Editors: Piotr Juskowiak, Karolina Grzegorczyk, Mateusz Karolak, Łukasz Moll
Contact: praktyka.teoretyczna@gmail.com
Language: English
Deadline for Abstracts: October 31st, 2021
Deadline for Articles: February 28th, 2021
Planned date of Publication: November 2022
„From the very beginning, the Commune demonstrated its internationalism. It gave foreigners full right to participate in elections. It placed a German at the head of its department of labor. It had a Pole in charge of its military forces. It pulled down Napoleon’s statue, denounced nationalism and chauvinism, and came out as champion of the workers of the world” – Karl Marx, a German political refugee, wrote from London, closely following the rise and fall of Paris Commune in 1871. The banner of Communards was, from the very start, the symbol of universal republic (Ross 2016), but its universalism was of a special kind. It had nothing to do with the French particularism in the guise of universality, which was typical for Napoleonic imperialism, and has just as little in common with the contemporary variations on statist collectivism (Ross 2016). It constituted rather, as expressed recently by Massimiliano Tomba (2019), the form of „insurgent universality” – radically opened for constant democratization and inclusion of new participants and reluctant to all possible boundaries and borders – be they cultural, sexual, political or geographical. “Everywhere the word ‘commune’ was understood in the largest sense, as referring to a new humanity, made up of free and equal companions, oblivious to the existence of old boundaries, helping each other in peace from one end of the world to the other” (Reclus 1897, in: Ross 2016).
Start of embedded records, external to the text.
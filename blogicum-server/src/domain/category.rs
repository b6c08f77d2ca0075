use chrono::{DateTime, Utc};
use serde::{Deserialize, Serialize};
use uuid::Uuid;

#[derive(Debug, Clone, Serialize, Deserialize, sqlx::FromRow)]
pub struct Category {
    pub id: Uuid,
    pub title: String,
    pub description: String,
    pub slug: String,
    pub is_published: bool,
    pub created_at: DateTime<Utc>,
}
use actix_web::{HttpRequest, HttpResponse, get, post, web};
use tracing::info;
use uuid::Uuid;
use validator::Validate;

use crate::domain::error::DomainError;
use crate::presentation::dto::CommentForm;
use crate::presentation::handlers::{AppCommentService, request_id};
use crate::presentation::utils::{AuthenticatedUser, post_detail_url, see_other};

#[post("/posts/{id}/comment/")]
pub async fn add_comment(
    req: HttpRequest,
    user: AuthenticatedUser,
    comments: web::Data<AppCommentService>,
    path: web::Path<Uuid>,
    payload: web::Json<CommentForm>,
) -> Result<HttpResponse, DomainError> {
    let post_id = path.into_inner();
    payload.validate()?;
    comments.add_comment(user.id, post_id, &payload.text).await?;

    info!(
        request_id = %request_id(&req),
        username = %user.username,
        post_id = %post_id,
        "comment added"
    );

    Ok(see_other(&post_detail_url(post_id)))
}

#[get("/posts/{post_id}/edit_comment/{comment_id}/")]
pub async fn edit_comment_form(
    user: AuthenticatedUser,
    comments: web::Data<AppCommentService>,
    path: web::Path<(Uuid, Uuid)>,
) -> Result<HttpResponse, DomainError> {
    let (post_id, comment_id) = path.into_inner();
    match comments.owned_comment(user.id, post_id, comment_id).await {
        Ok(comment) => Ok(HttpResponse::Ok().json(comment)),
        Err(DomainError::Forbidden) => Ok(see_other(&post_detail_url(post_id))),
        Err(err) => Err(err),
    }
}

#[post("/posts/{post_id}/edit_comment/{comment_id}/")]
pub async fn edit_comment(
    req: HttpRequest,
    user: AuthenticatedUser,
    comments: web::Data<AppCommentService>,
    path: web::Path<(Uuid, Uuid)>,
    payload: web::Json<CommentForm>,
) -> Result<HttpResponse, DomainError> {
    let (post_id, comment_id) = path.into_inner();
    match comments.owned_comment(user.id, post_id, comment_id).await {
        Ok(_) => {}
        Err(DomainError::Forbidden) => return Ok(see_other(&post_detail_url(post_id))),
        Err(err) => return Err(err),
    }
    payload.validate()?;
    comments
        .edit_comment(user.id, post_id, comment_id, &payload.text)
        .await?;

    info!(
        request_id = %request_id(&req),
        username = %user.username,
        comment_id = %comment_id,
        "comment updated"
    );

    Ok(see_other(&post_detail_url(post_id)))
}

#[get("/posts/{post_id}/delete_comment/{comment_id}")]
pub async fn delete_comment_form(
    user: AuthenticatedUser,
    comments: web::Data<AppCommentService>,
    path: web::Path<(Uuid, Uuid)>,
) -> Result<HttpResponse, DomainError> {
    let (post_id, comment_id) = path.into_inner();
    match comments.owned_comment(user.id, post_id, comment_id).await {
        Ok(comment) => Ok(HttpResponse::Ok().json(comment)),
        Err(DomainError::Forbidden) => Ok(see_other(&post_detail_url(post_id))),
        Err(err) => Err(err),
    }
}

#[post("/posts/{post_id}/delete_comment/{comment_id}")]
pub async fn delete_comment(
    req: HttpRequest,
    user: AuthenticatedUser,
    comments: web::Data<AppCommentService>,
    path: web::Path<(Uuid, Uuid)>,
) -> Result<HttpResponse, DomainError> {
    let (post_id, comment_id) = path.into_inner();
    match comments.delete_comment(user.id, post_id, comment_id).await {
        Ok(()) => {}
        Err(DomainError::Forbidden) => return Ok(see_other(&post_detail_url(post_id))),
        Err(err) => return Err(err),
    }

    info!(
        request_id = %request_id(&req),
        username = %user.username,
        comment_id = %comment_id,
        "comment deleted"
    );

    Ok(see_other(&post_detail_url(post_id)))
}
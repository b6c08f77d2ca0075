use chrono::{DateTime, Utc};
use serde::{Deserialize, Serialize};
use uuid::Uuid;

/// A post as read back from storage, joined with the names of its author,
/// category and location so a single fetch is enough to render it.
#[derive(Debug, Clone, Serialize, Deserialize, sqlx::FromRow)]
pub struct Post {
    pub id: Uuid,
    pub author_id: Uuid,
    pub author_username: String,
    pub title: String,
    pub text: String,
    pub pub_date: DateTime<Utc>,
    pub image_url: Option<String>,
    pub is_published: bool,
    pub created_at: DateTime<Utc>,
    pub category_id: Option<Uuid>,
    pub category_title: Option<String>,
    pub category_slug: Option<String>,
    #[serde(skip_serializing)]
    pub category_is_published: Option<bool>,
    pub location_id: Option<Uuid>,
    pub location_name: Option<String>,
}

/// The writable fields of a post, as submitted by the create and edit
/// forms. `pub_date` may lie in the future to schedule publication.
#[derive(Debug, Clone)]
pub struct PostDraft {
    pub title: String,
    pub text: String,
    pub pub_date: DateTime<Utc>,
    pub is_published: bool,
    pub category_id: Option<Uuid>,
    pub location_id: Option<Uuid>,
    pub image_url: Option<String>,
}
Thus universalization of the Commune did not rely on extension of its form, absorption and subjugation of the outside – what Étienne Balibar (2002: 125) called the „extensive universalism”. Its universalization was of a higher kind: the difference and particularity was not an obstacle, but a potential excess of insurgent democracy. The same applies to its geographical mode of existence – intrinsically rooted in practices of translation, sharing and translocal learning of the city (McFarlane 2011). The confirmation of the fact that Paris Commune had capability to strengthen „expanding urban commoning” (Stavrides 2016), was nowhere as visible as in the case of extraordinary involvement of foreign rebels, refugees and migrants in the insurrection. This is the reason why we should clearly differentiate exclusionary communitarianism, which relates to expressions of the territorialized community that is „already there”, and expanding commoning, which is interested in transgressing the threshold of collective subject. While the former lean eventually towards the exclusivist discourses of gated communities and separationist suburbanization (Harvey 1997); the latter problematizes dichotomy of „us” and „them” by inclusive subjectivization of the newcomers and outsiders (see Merrifield 2013). Sharing the condition of precarity and contingency the marginalized proletarians, urban rabble and outlaws from abroad together oppose the „divide and rule” strategy of the dominant classes. The communes are always more than “just” alternative forms of political organization – striving for absolute democratic modes of economic production, education and social relations they are proposing nothing less than holistic project of a new society.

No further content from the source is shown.